Russian-Kazakh filmmaker (born 1961)

Timur Nuruakhitovich Bekmambetov (Note: Тимур Нуруахитович Бекмамбетов, /ru/; Темір Нұрбақытұлы Бекмамбетов) (born 25 June 1961) is a Kazakh-Russian filmmaker and tech entrepreneur. He is best known for the fantasy epic Night Watch (2004), the action thriller Wanted (2008), and the historical horror film Abraham Lincoln: Vampire Hunter (2012), as well as for the screenlife films Unfriended (2015), Searching (2018), and War of the Worlds (2025).

==Early life==
Bekmambetov was born on 25 June 1961 in the city of Atyrau, Kazakhstan (then part of the Soviet Union), formerly known as Guriev.

==Education==
After graduation from school, Bekmambetov entered the Moscow Power Engineering Institute in 1979 and left it in 1980, on the eve of the 1980 Summer Olympics. He was deported from Moscow on the grounds of being "unreliable" and moved to Tashkent, Uzbek SSR, to study at the Alexander Ostrovsky Theatrical and Artistic Institute, from which he graduated in 1987 with a degree in theater and cinema set design.

==Film and television career==
Bekmambetov started his career in the late 1980s as a production designer at the Ilkhom Theatre in Tashkent, Uzbekistan, and at Uzbek national film studio Uzbekfilm.
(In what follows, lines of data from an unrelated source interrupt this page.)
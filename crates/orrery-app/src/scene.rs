//! What calibration needs from the scene.

use std::collections::HashMap;

use glam::{DMat4, DVec3};
use orrery_ephemeris::solar_system::KM_PER_AU;
use orrery_rotation::{axial_tilt, body_transform};
use orrery_time::WallClock;

use crate::engine::Orrery;

/// Read access to the rendered scene.
pub trait SceneView {
    /// World position of the primary light source.
    fn light_position(&self) -> DVec3;

    /// World transform of a body as currently posed, or `None` if the body
    /// has not been instantiated.
    fn body_world_transform(&self, body: &str) -> Option<DMat4>;
}

/// Scene posed from the orrery itself: light at the origin, each body at its
/// resolved position with its axial tilt applied and no spin.
///
/// Stands in for a renderer's scene graph in headless runs and tests.
#[derive(Clone, Debug)]
pub struct ModelScene {
    light: DVec3,
    transforms: HashMap<String, DMat4>,
}

impl ModelScene {
    /// Pose every body at the orrery's current instant.
    pub fn capture<W: WallClock>(orrery: &Orrery<W>) -> Self {
        let instant = orrery.instant();
        let ephemeris = orrery.ephemeris();
        let transforms = ephemeris
            .store()
            .iter()
            .map(|body| {
                let position = ephemeris.resolve(&body.name, &instant).position;
                let scale = body.radius_km / KM_PER_AU * ephemeris.distance_scale();
                let world = body_transform(position, axial_tilt(&body.spin), scale);
                (body.name.clone(), world)
            })
            .collect();
        Self {
            light: DVec3::ZERO,
            transforms,
        }
    }
}

impl SceneView for ModelScene {
    fn light_position(&self) -> DVec3 {
        self.light
    }

    fn body_world_transform(&self, body: &str) -> Option<DMat4> {
        self.transforms.get(body).copied()
    }
}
After the collapse of the Soviet Union, Bekmambetov moved from Uzbekistan to Moscow, where he started making commercials for the Russian market. His commercial series World History, retelling life episodes of the world's prominent rulers (from Nero and Tamerlan to Napoleon and the last Russian emperor Nicholas), is still considered the best video advertising in Russia. In 1994, he founded Bazelevs, an advertising and film production company, in Russia. Its advertising division continues making commercials for major Russian and international brands; in 2021, its commercial featuring Apple's new iPhone in the Hermitage Museum interiors was nominated for the Cannes Lions festival.

Bekmambetov's directorial debut was Peshavar Waltz (1994) depicting the war fought by the USSR in Afghanistan. The film was dubbed in English as Escape from Afghanistan and released direct-to-video by Roger Corman in 2002. In 1998, Corman invited Bekmambetov to direct his production of The Arena (2001) starring Karen McDougal and Lisa Dergan. A remake of the 1974 gladiator exploitation film of the same name, it marked Bekmambetov's English-language debut.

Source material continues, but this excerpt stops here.